Mentioning a low-level implementation detail as a hashing when
talking about a very high-level task seems inappropriate.

>Is the XML format and translation method I propose sufficient.


Even XML is a low-level implementation detail when in fact you
should be talking about annotated trees or similar structures.

It will be possible for you to translate a small restricted
and controlled subset of both languages. More might be beyond
the capabilities of most individuals, though very gifted
programmers or organizations might be able to translate a
large part of both languages: But I expect this to be a huge
effort.

 
Reply With Quote
 
 
 
 
AViS
Guest
Posts: n/a
 
      08-16-2006
> There is no language neutral format. Or - in other words:
> A "language neutral format" is just another language.

"Language Neutral" was meant to be in the sense that I did not want the
source language to be recognized by looking at the XML, in other words
if 'printf' in c is translated to 'X' in the XML then an equivalent
'cout' in c++ must also be translated to the same 'X'

> Mentioning a low-level implementation detail as a hashing when
> talking about a very high-level task seems inappropriate.

Sorry about the hash map, I just thought it would make more sense to
explain the index attribute of the xml <action> tag along with the hash
map


> Even XML is a low-level implementation detail when in fact you
> should be talking about annotated trees or similar structures.

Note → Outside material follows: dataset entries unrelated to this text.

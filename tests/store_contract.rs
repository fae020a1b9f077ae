//! One contract, every backend: the same scenarios run against sled, redb
//! and the indexed in-memory store, since callers are promised identical
//! results regardless of which engine holds the bytes.

use lexbase_store::{LexbaseError, LexbaseResult, LexbaseStore};

macro_rules! store_contract {
    ($module:ident, $backend_name:literal, $native:literal, $open:expr) => {
        mod $module {
            use super::*;

            fn open(dir: &tempfile::TempDir) -> LexbaseStore {
                ($open)(dir)
            }

            fn all_keys(store: &LexbaseStore) -> Vec<Vec<u8>> {
                store
                    .keys(None, None)
                    .unwrap()
                    .collect::<LexbaseResult<Vec<_>>>()
                    .unwrap()
            }

            #[test]
            fn test_backend_identity() {
                let dir = tempfile::tempdir().unwrap();
                let store = open(&dir);
                assert_eq!(store.backend_name(), $backend_name);
                assert_eq!(store.supports_native_order(), $native);
                assert!(!store.is_closed());
            }

            #[test]
            fn test_round_trip_is_byte_exact() {
                let dir = tempfile::tempdir().unwrap();
                let store = open(&dir);

                store.put(b"\x00key\xff", b"value\x00with\xffbytes").unwrap();
                store.put(b"empty-value", b"").unwrap();

                assert_eq!(
                    store.get(b"\x00key\xff").unwrap(),
                    Some(b"value\x00with\xffbytes".to_vec())
                );
                assert_eq!(store.get(b"empty-value").unwrap(), Some(Vec::new()));
                assert_eq!(store.get(b"missing").unwrap(), None);
            }

            #[test]
            fn test_overwrite_replaces_value() {
                let dir = tempfile::tempdir().unwrap();
                let store = open(&dir);

                store.put(b"k", b"first").unwrap();
                store.put(b"k", b"second").unwrap();

                assert_eq!(store.get(b"k").unwrap(), Some(b"second".to_vec()));
                assert_eq!(all_keys(&store), vec![b"k".to_vec()]);
            }

            #[test]
            fn test_delete_removes_key() {
                let dir = tempfile::tempdir().unwrap();
                let store = open(&dir);

                store.put(b"k", b"v").unwrap();
                store.delete(b"k").unwrap();

                assert_eq!(store.get(b"k").unwrap(), None);
                assert!(!store.contains(b"k").unwrap());
                assert!(all_keys(&store).is_empty());

                // Deleting an absent key is a no-op, not an error.
                store.delete(b"k").unwrap();
            }

            #[test]
            fn test_contains_matches_get() {
                let dir = tempfile::tempdir().unwrap();
                let store = open(&dir);

                store.put(b"here", b"x").unwrap();
                assert!(store.contains(b"here").unwrap());
                assert!(!store.contains(b"gone").unwrap());
            }

            #[test]
            fn test_keys_are_sorted_bytewise() {
                let dir = tempfile::tempdir().unwrap();
                let store = open(&dir);

                for key in ["2", "11", "1", "12", "3"] {
                    store.put(key.as_bytes(), b"x").unwrap();
                }
                assert_eq!(
                    all_keys(&store),
                    vec![
                        b"1".to_vec(),
                        b"11".to_vec(),
                        b"12".to_vec(),
                        b"2".to_vec(),
                        b"3".to_vec()
                    ]
                );
            }

            #[test]
            fn test_range_bounds_are_inclusive() {
                let dir = tempfile::tempdir().unwrap();
                let store = open(&dir);

                for key in ["1", "11", "12", "2", "3"] {
                    store.put(key.as_bytes(), b"x").unwrap();
                }
                let keys = store
                    .keys(Some(b"12".as_slice()), Some(b"2".as_slice()))
                    .unwrap()
                    .collect::<LexbaseResult<Vec<_>>>()
                    .unwrap();
                assert_eq!(keys, vec![b"12".to_vec(), b"2".to_vec()]);
            }

            #[test]
            fn test_half_open_ranges() {
                let dir = tempfile::tempdir().unwrap();
                let store = open(&dir);

                for key in ["1", "11", "12", "2", "3"] {
                    store.put(key.as_bytes(), b"x").unwrap();
                }

                let up_to = store
                    .keys(None, Some(b"12".as_slice()))
                    .unwrap()
                    .collect::<LexbaseResult<Vec<_>>>()
                    .unwrap();
                assert_eq!(up_to, vec![b"1".to_vec(), b"11".to_vec(), b"12".to_vec()]);

                let from = store
                    .keys(Some(b"2".as_slice()), None)
                    .unwrap()
                    .collect::<LexbaseResult<Vec<_>>>()
                    .unwrap();
                assert_eq!(from, vec![b"2".to_vec(), b"3".to_vec()]);
            }

            #[test]
            fn test_inverted_range_is_empty() {
                let dir = tempfile::tempdir().unwrap();
                let store = open(&dir);

                store.put(b"m", b"x").unwrap();
                let count = store
                    .keys(Some(b"z".as_slice()), Some(b"a".as_slice()))
                    .unwrap()
                    .count();
                assert_eq!(count, 0);
            }

            #[test]
            fn test_items_pair_keys_with_values() {
                let dir = tempfile::tempdir().unwrap();
                let store = open(&dir);

                store.put(b"b", b"2").unwrap();
                store.put(b"a", b"1").unwrap();

                let items = store
                    .items(None, None)
                    .unwrap()
                    .collect::<LexbaseResult<Vec<_>>>()
                    .unwrap();
                assert_eq!(
                    items,
                    vec![
                        (b"a".to_vec(), b"1".to_vec()),
                        (b"b".to_vec(), b"2".to_vec())
                    ]
                );
            }

            #[test]
            fn test_prefix_scan_stops_at_boundary() {
                let dir = tempfile::tempdir().unwrap();
                let store = open(&dir);

                for key in ["pet/1", "pet/2", "pets", "plant/1"] {
                    store.put(key.as_bytes(), b"x").unwrap();
                }
                let keys = store
                    .prefix_keys(b"pet/", false)
                    .unwrap()
                    .collect::<LexbaseResult<Vec<_>>>()
                    .unwrap();
                assert_eq!(keys, vec![b"pet/1".to_vec(), b"pet/2".to_vec()]);
            }

            #[test]
            fn test_prefix_strip_removes_leading_bytes() {
                let dir = tempfile::tempdir().unwrap();
                let store = open(&dir);

                store.put(b"pet/1", b"ziggy").unwrap();
                store.put(b"pet/2", b"momo").unwrap();
                store.put(b"plant/1", b"fern").unwrap();

                let items = store
                    .prefix_items(b"pet/", true)
                    .unwrap()
                    .collect::<LexbaseResult<Vec<_>>>()
                    .unwrap();
                assert_eq!(
                    items,
                    vec![
                        (b"1".to_vec(), b"ziggy".to_vec()),
                        (b"2".to_vec(), b"momo".to_vec())
                    ]
                );
            }

            #[test]
            fn test_empty_prefix_scans_everything() {
                let dir = tempfile::tempdir().unwrap();
                let store = open(&dir);

                store.put(b"a", b"1").unwrap();
                store.put(b"b", b"2").unwrap();

                let keys = store
                    .prefix_keys(b"", false)
                    .unwrap()
                    .collect::<LexbaseResult<Vec<_>>>()
                    .unwrap();
                assert_eq!(keys, vec![b"a".to_vec(), b"b".to_vec()]);
            }

            #[test]
            fn test_put_many_and_delete_many() {
                let dir = tempfile::tempdir().unwrap();
                let store = open(&dir);

                let pairs: Vec<_> = (0..100u32)
                    .map(|i| (format!("key/{i:03}").into_bytes(), i.to_be_bytes().to_vec()))
                    .collect();
                store.put_many(pairs).unwrap();

                assert_eq!(all_keys(&store).len(), 100);
                assert_eq!(
                    store.get(b"key/042").unwrap(),
                    Some(42u32.to_be_bytes().to_vec())
                );

                let doomed: Vec<_> = (0..50u32)
                    .map(|i| format!("key/{i:03}").into_bytes())
                    .collect();
                store.delete_many(doomed).unwrap();

                assert_eq!(all_keys(&store).len(), 50);
                assert_eq!(store.get(b"key/042").unwrap(), None);
                assert_eq!(
                    store.get(b"key/099").unwrap(),
                    Some(99u32.to_be_bytes().to_vec())
                );
            }

            #[test]
            fn test_close_is_idempotent_and_final() {
                let dir = tempfile::tempdir().unwrap();
                let store = open(&dir);

                store.put(b"k", b"v").unwrap();
                store.close().unwrap();
                store.close().unwrap();
                assert!(store.is_closed());

                assert!(matches!(store.get(b"k"), Err(LexbaseError::Closed)));
                assert!(matches!(store.put(b"k", b"v"), Err(LexbaseError::Closed)));
                assert!(matches!(store.delete(b"k"), Err(LexbaseError::Closed)));
                assert!(matches!(store.contains(b"k"), Err(LexbaseError::Closed)));
                assert!(matches!(store.keys(None, None), Err(LexbaseError::Closed)));
                assert!(matches!(
                    store.prefix_items(b"k", false),
                    Err(LexbaseError::Closed)
                ));
            }

            #[test]
            fn test_live_iterator_fails_after_close() {
                let dir = tempfile::tempdir().unwrap();
                let store = open(&dir);

                store.put(b"a", b"1").unwrap();
                store.put(b"b", b"2").unwrap();

                let mut iter = store.keys(None, None).unwrap();
                assert_eq!(iter.next().unwrap().unwrap(), b"a".to_vec());

                store.close().unwrap();
                assert!(matches!(iter.next(), Some(Err(LexbaseError::Closed))));
                assert!(iter.next().is_none());
            }
        }
    };
}

#[cfg(feature = "sled")]
store_contract!(sled_backend, "sled", true, |dir: &tempfile::TempDir| {
    LexbaseStore::sled(dir.path().join("db")).unwrap()
});

#[cfg(feature = "redb")]
store_contract!(redb_backend, "redb", true, |dir: &tempfile::TempDir| {
    LexbaseStore::redb(dir.path().join("db.redb")).unwrap()
});

store_contract!(memory_backend, "memory", false, |_dir: &tempfile::TempDir| {
    LexbaseStore::memory().unwrap()
});

#[cfg(feature = "sled")]
#[test]
fn test_sled_data_survives_reopen() {
    let dir = tempfile::tempdir().unwrap();
    let path = dir.path().join("db");
    {
        let store = LexbaseStore::sled(&path).unwrap();
        store.put(b"k", b"v").unwrap();
        store.close().unwrap();
    }
    let store = LexbaseStore::sled(&path).unwrap();
    assert_eq!(store.get(b"k").unwrap(), Some(b"v".to_vec()));
}

#[cfg(feature = "redb")]
#[test]
fn test_redb_data_survives_reopen() {
    let dir = tempfile::tempdir().unwrap();
    let path = dir.path().join("db.redb");
    {
        let store = LexbaseStore::redb(&path).unwrap();
        store.put(b"k", b"v").unwrap();
        store.close().unwrap();
    }
    let store = LexbaseStore::redb(&path).unwrap();
    assert_eq!(store.get(b"k").unwrap(), Some(b"v".to_vec()));
}

#[test]
fn test_put_many_crosses_batch_boundary() {
    let store = LexbaseStore::memory().unwrap();
    let total = lexbase_store::WRITE_BATCH_SIZE + 1;
    let pairs: Vec<_> = (0..total)
        .map(|i| (format!("key/{i:08}").into_bytes(), b"v".to_vec()))
        .collect();
    store.put_many(pairs).unwrap();

    assert_eq!(store.keys(None, None).unwrap().count(), total);
    assert_eq!(store.get(b"key/00000000").unwrap(), Some(b"v".to_vec()));
    let last = format!("key/{:08}", total - 1);
    assert_eq!(store.get(last.as_bytes()).unwrap(), Some(b"v".to_vec()));
}

#[test]
fn test_random_binary_corpus_round_trips_sorted() {
    use rand::rngs::StdRng;
    use rand::{Rng, SeedableRng};
    use std::collections::BTreeMap;

    let mut rng = StdRng::seed_from_u64(0x5eed);
    let mut model = BTreeMap::new();
    let store = LexbaseStore::memory().unwrap();

    for _ in 0..500 {
        let mut key = vec![0u8; rng.gen_range(1..=24)];
        rng.fill(&mut key[..]);
        let mut value = vec![0u8; rng.gen_range(0..=64)];
        rng.fill(&mut value[..]);

        store.put(&key, &value).unwrap();
        model.insert(key, value);
    }

    let stored: Vec<_> = store
        .items(None, None)
        .unwrap()
        .collect::<LexbaseResult<Vec<_>>>()
        .unwrap();
    let expected: Vec<_> = model.into_iter().collect();
    assert_eq!(stored, expected);
}

#[test]
fn test_items_skip_keys_deleted_mid_scan() {
    let store = LexbaseStore::memory().unwrap();
    for key in ["a", "b", "c"] {
        store.put(key.as_bytes(), b"x").unwrap();
    }

    let mut iter = store.items(None, None).unwrap();
    assert_eq!(iter.next().unwrap().unwrap().0, b"a".to_vec());

    store.delete(b"b").unwrap();

    assert_eq!(iter.next().unwrap().unwrap().0, b"c".to_vec());
    assert!(iter.next().is_none());
}

#[test]
fn test_keys_see_inserts_ahead_of_the_cursor() {
    let store = LexbaseStore::memory().unwrap();
    store.put(b"a", b"1").unwrap();
    store.put(b"m", b"2").unwrap();

    let mut iter = store.keys(None, None).unwrap();
    assert_eq!(iter.next().unwrap().unwrap(), b"a".to_vec());

    // Ahead of the cursor: visible. Behind it: not.
    store.put(b"z", b"3").unwrap();
    store.put(b"0", b"4").unwrap();

    assert_eq!(iter.next().unwrap().unwrap(), b"m".to_vec());
    assert_eq!(iter.next().unwrap().unwrap(), b"z".to_vec());
    assert!(iter.next().is_none());
}
//! # Lexbase Store
//!
//! An ordered, binary-safe key-value storage layer with interchangeable
//! backends behind one range-scan API.
//!
//! ## Features
//!
//! - **Byte-order keys**: keys and values are arbitrary byte strings; keys
//!   are always traversed in byte-lexicographic order
//! - **Interchangeable backends**: sled and redb keep keys sorted natively;
//!   the in-memory hash engine gains the same order through an auxiliary
//!   index
//! - **Range and prefix scans**: inclusive `from ..= to` windows and
//!   seek-then-stop prefix iteration, streamed lazily
//! - **Bulk writes**: `put_many` and `delete_many` chunk work into engine
//!   write batches
//! - **Parity protection**: index-adapted engines re-sync after a failed
//!   mutation, or refuse further work rather than serve wrong ordering
//!
//! ## Quick Start
//!
//! ```
//! use lexbase_store::LexbaseStore;
//!
//! # fn main() -> lexbase_store::LexbaseResult<()> {
//! let store = LexbaseStore::memory()?;
//! store.put(b"user/1", b"alice")?;
//! store.put(b"user/2", b"bob")?;
//!
//! for entry in store.items(Some(b"user/1".as_slice()), None)? {
//!     let (key, value) = entry?;
//!     println!("{key:?} = {value:?}");
//! }
//! store.close()?;
//! # Ok(())
//! # }
//! ```

pub mod backend;
pub mod config;
pub mod databases;
pub mod error;
pub mod index;
pub mod iter;
pub mod ordering;
pub mod prelude;
pub mod store;

pub use config::{FileConfig, MemoryConfig};
pub use error::{LexbaseError, LexbaseResult};
pub use iter::{KeyIter, RangeIter};
pub use store::{LexbaseStore, WRITE_BATCH_SIZE};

Can you explicate more about "annotated trees or similar structures". I
am not able to find much info on the net. Even if you can suggest some
sites, that'll go a long way

> It will be possible for you to translate a small restricted
> and controlled subset of both languages...

It is enough if it is translates only a subset, in other words...
though I need to find a way to store in the XML, the functions held by
a c++ class, when translating from xml to c the functions will be
removed and the class be converted to a typedef struct.

 
Reply With Quote
 
Stefan Ram
Guest
Posts: n/a
 
      08-16-2006
"AViS" <(E-Mail Removed)> writes:
>"Language Neutral" was meant to be in the sense that I did not
>want the source language to be recognized by looking at the XML,


This is easy: If any code, such as

printf( "%d", i );

is given, and I tell you that it was translated from a language
X, there is no way for you, to find out what X is. So /every/
representation will fulfil this requirement.

>in other words if 'printf' in c is translated to 'X' in the
>XML then an equivalent 'cout' in c++ must also be translated
>to the same 'X'


In general, equivalence between two programs is undecidable.

See »Equivalence Problem« in

http://www.cs.rochester.edu/u/nelson...decidable.html

However, for a restricted domain you might indeed suceed
to find such a representation. One possibility would be
to translate the C++ into C as early C++ compilers did.

>>Even XML is a low-level implementation detail when in fact you
>>should be talking about annotated trees or similar structures.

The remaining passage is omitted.